What needs to be done
Transcribe every record below word for word.

Saved data entries
==*==

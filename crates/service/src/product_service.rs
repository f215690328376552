use std::sync::Arc;

use tracing::{info, instrument};

use models::product;
use crate::catalog::domain::{CreateProductInput, NewProduct, ProductPatch, ProductView, UpdateProductInput};
use crate::catalog::repository::{CatalogRepository, RepoError};
use crate::catalog::validation;
use crate::errors::ServiceError;

pub struct ProductService {
    repo: Arc<dyn CatalogRepository>,
}

impl ProductService {
    pub fn new(repo: Arc<dyn CatalogRepository>) -> Self { Self { repo } }

    /// Create a product in an existing store. Stock defaults to 0.
    #[instrument(skip(self, input))]
    pub async fn create(&self, input: CreateProductInput) -> Result<ProductView, ServiceError> {
        let name = validation::non_blank(input.name.as_deref());
        let store_id = validation::reference_id(input.store_id.as_ref());
        let (Some(name), Some(price), Some(store_id)) = (name, input.price.as_ref(), store_id) else {
            return Err(ServiceError::Validation("name, price and storeId are required; price and storeId must be numeric".into()));
        };
        let price = validation::price(price)?;
        let stock = match input.stock.as_ref().filter(|v| !v.is_null()) {
            Some(v) => validation::stock(v)?,
            None => 0,
        };

        self.repo.find_store(store_id).await?.ok_or_else(|| ServiceError::not_found("store"))?;

        let new = NewProduct { store_id, name, description: input.description, price, stock };
        let created = match self.repo.insert_product(new).await {
            Ok(p) => p,
            // store removed between the lookup and the insert
            Err(RepoError::ForeignKeyViolation(_)) => return Err(ServiceError::not_found("store")),
            Err(e) => return Err(e.into()),
        };
        info!(product_id = created.id, store_id, "product_created");
        self.view(created).await
    }

    /// All products, newest first, each with its store and owner.
    pub async fn list(&self) -> Result<Vec<ProductView>, ServiceError> {
        let rows = self.repo.list_products_with_owner().await?;
        Ok(rows.into_iter().map(|(p, s, u)| ProductView::new(p, s, &u)).collect())
    }

    /// Apply only the supplied fields. Price and stock are checked independently.
    #[instrument(skip(self, input))]
    pub async fn update(&self, raw_id: &str, input: UpdateProductInput) -> Result<ProductView, ServiceError> {
        let id = validation::parse_id(raw_id)?;
        let patch = patch_from(input)?;

        if self.repo.find_product(id).await?.is_none() {
            return Err(ServiceError::not_found("product"));
        }
        if patch.is_empty() {
            return Err(ServiceError::Validation("nothing to update".into()));
        }
        let updated = match self.repo.update_product(id, &patch).await {
            Ok(p) => p,
            Err(RepoError::NotFound) => return Err(ServiceError::not_found("product")),
            Err(e) => return Err(e.into()),
        };
        info!(product_id = id, "product_updated");
        self.view(updated).await
    }

    #[instrument(skip(self))]
    pub async fn delete(&self, raw_id: &str) -> Result<(), ServiceError> {
        let id = validation::parse_id(raw_id)?;
        if self.repo.find_product(id).await?.is_none() {
            return Err(ServiceError::not_found("product"));
        }
        match self.repo.delete_product(id).await {
            Ok(true) => {
                info!(product_id = id, "product_deleted");
                Ok(())
            }
            Ok(false) | Err(RepoError::NotFound) => Err(ServiceError::not_found("product")),
            Err(e) => Err(e.into()),
        }
    }

    async fn view(&self, p: product::Model) -> Result<ProductView, ServiceError> {
        let store = self
            .repo
            .find_store(p.store_id)
            .await?
            .ok_or_else(|| ServiceError::Db(format!("product {} references missing store {}", p.id, p.store_id)))?;
        let owner = self
            .repo
            .find_user(store.user_id)
            .await?
            .ok_or_else(|| ServiceError::Db(format!("store {} references missing user {}", store.id, store.user_id)))?;
        Ok(ProductView::new(p, store, &owner))
    }
}

/// Explicit `null` for name, price or stock counts as not supplied.
fn patch_from(input: UpdateProductInput) -> Result<ProductPatch, ServiceError> {
    let price = input.price.filter(|v| !v.is_null()).map(|v| validation::price(&v)).transpose()?;
    let stock = input.stock.filter(|v| !v.is_null()).map(|v| validation::stock(&v)).transpose()?;
    let name = match input.name {
        Some(n) => Some(
            validation::non_blank(Some(&n)).ok_or_else(|| ServiceError::Validation("name must not be empty".into()))?,
        ),
        None => None,
    };
    Ok(ProductPatch { name, description: input.description, price, stock })
}
use std::sync::Arc;

use service::catalog::repo::SeaOrmCatalogRepository;
use service::catalog::CatalogRepository;
use service::{ProductService, StoreService, UserService};

/// Shared handler state. All services hold the same repository.
#[derive(Clone)]
pub struct ServerState {
    pub users: Arc<UserService>,
    pub stores: Arc<StoreService>,
    pub products: Arc<ProductService>,
}

impl ServerState {
    pub fn new(repo: Arc<dyn CatalogRepository>) -> Self {
        Self {
            users: Arc::new(UserService::new(repo.clone())),
            stores: Arc::new(StoreService::new(repo.clone())),
            products: Arc::new(ProductService::new(repo)),
        }
    }

    pub fn from_db(db: sea_orm::DatabaseConnection) -> Self {
        Self::new(Arc::new(SeaOrmCatalogRepository::new(db)))
    }
}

==*==

Solution for this exercise
filename crates/service/src/product_service.rs
repository f215690328376552
use std::sync::Arc;

use tracing::{info, instrument};

use models::product;
use crate::catalog::domain::{CreateProductInput, NewProduct, ProductPatch, ProductView, UpdateProductInput};
use crate::catalog::repository::{CatalogRepository, RepoError};
use crate::catalog::validation;
use crate::errors::ServiceError;

pub struct ProductService {
    repo: Arc<dyn CatalogRepository>,
}

impl ProductService {
    pub fn new(repo: Arc<dyn CatalogRepository>) -> Self { Self { repo } }

    /// Create a product in an existing store. Stock defaults to 0.
    #[instrument(skip(self, input))]
    pub async fn create(&self, input: CreateProductInput) -> Result<ProductView, ServiceError> {
        let name = validation::non_blank(input.name.as_deref());
        let store_id = validation::reference_id(input.store_id.as_ref());
        let (Some(name), Some(price), Some(store_id)) = (name, input.price.as_ref(), store_id) else {
            return Err(ServiceError::Validation("name, price and storeId are required; price and storeId must be numeric".into()));
        };
        let price = validation::price(price)?;
        let stock = match input.stock.as_ref().filter(|v| !v.is_null()) {
            Some(v) => validation::stock(v)?,
            None => 0,
        };

        self.repo.find_store(store_id).await?.ok_or_else(|| ServiceError::not_found("store"))?;

        let new = NewProduct { store_id, name, description: input.description, price, stock };
        let created = match self.repo.insert_product(new).await {
            Ok(p) => p,
            // store removed between the lookup and the insert
            Err(RepoError::ForeignKeyViolation(_)) => return Err(ServiceError::not_found("store")),
            Err(e) => return Err(e.into()),
        };
        info!(product_id = created.id, store_id, "product_created");
        self.view(created).await
    }

    /// All products, newest first, each with its store and owner.
    pub async fn list(&self) -> Result<Vec<ProductView>, ServiceError> {
        let rows = self.repo.list_products_with_owner().await?;
        Ok(rows.into_iter().map(|(p, s, u)| ProductView::new(p, s, &u)).collect())
    }

    /// Apply only the supplied fields. Price and stock are checked independently.
    #[instrument(skip(self, input))]
    pub async fn update(&self, raw_id: &str, input: UpdateProductInput) -> Result<ProductView, ServiceError> {
        let id = validation::parse_id(raw_id)?;
        let patch = patch_from(input)?;

        if self.repo.find_product(id).await?.is_none() {
            return Err(ServiceError::not_found("product"));
        }
        if patch.is_empty() {
            return Err(ServiceError::Validation("nothing to update".into()));
        }
        let updated = match self.repo.update_product(id, &patch).await {
            Ok(p) => p,
            Err(RepoError::NotFound) => return Err(ServiceError::not_found("product")),
            Err(e) => return Err(e.into()),
        };
        info!(product_id = id, "product_updated");
        self.view(updated).await
    }

    #[instrument(skip(self))]
    pub async fn delete(&self, raw_id: &str) -> Result<(), ServiceError> {
        let id = validation::parse_id(raw_id)?;
        if self.repo.find_product(id).await?.is_none() {
            return Err(ServiceError::not_found("product"));
        }
        match self.repo.delete_product(id).await {
            Ok(true) => {
                info!(product_id = id, "product_deleted");
                Ok(())
            }
            Ok(false) | Err(RepoError::NotFound) => Err(ServiceError::not_found("product")),
            Err(e) => Err(e.into()),
        }
    }

    async fn view(&self, p: product::Model) -> Result<ProductView, ServiceError> {
        let store = self
            .repo
            .find_store(p.store_id)
            .await?
            .ok_or_else(|| ServiceError::Db(format!("product {} references missing store {}", p.id, p.store_id)))?;
        let owner = self
            .repo
            .find_user(store.user_id)
            .await?
            .ok_or_else(|| ServiceError::Db(format!("store {} references missing user {}", store.id, store.user_id)))?;
        Ok(ProductView::new(p, store, &owner))
    }
}

/// Explicit `null` for name, price or stock counts as not supplied.
fn patch_from(input: UpdateProductInput) -> Result<ProductPatch, ServiceError> {
    let price = input.price.filter(|v| !v.is_null()).map(|v| validation::price(&v)).transpose()?;
    let stock = input.stock.filter(|v| !v.is_null()).map(|v| validation::stock(&v)).transpose()?;
    let name = match input.name {
        Some(n) => Some(
            validation::non_blank(Some(&n)).ok_or_else(|| ServiceError::Validation("name must not be empty".into()))?,
        ),
        None => None,
    };
    Ok(ProductPatch { name, description: input.description, price, stock })
}
use std::sync::Arc;

use service::catalog::repo::SeaOrmCatalogRepository;
use service::catalog::CatalogRepository;
use service::{ProductService, StoreService, UserService};

/// Shared handler state. All services hold the same repository.
#[derive(Clone)]
pub struct ServerState {
    pub users: Arc<UserService>,
    pub stores: Arc<StoreService>,
    pub products: Arc<ProductService>,
}

impl ServerState {
    pub fn new(repo: Arc<dyn CatalogRepository>) -> Self {
        Self {
            users: Arc::new(UserService::new(repo.clone())),
            stores: Arc::new(StoreService::new(repo.clone())),
            products: Arc::new(ProductService::new(repo)),
        }
    }

    pub fn from_db(db: sea_orm::DatabaseConnection) -> Self {
        Self::new(Arc::new(SeaOrmCatalogRepository::new(db)))
    }
}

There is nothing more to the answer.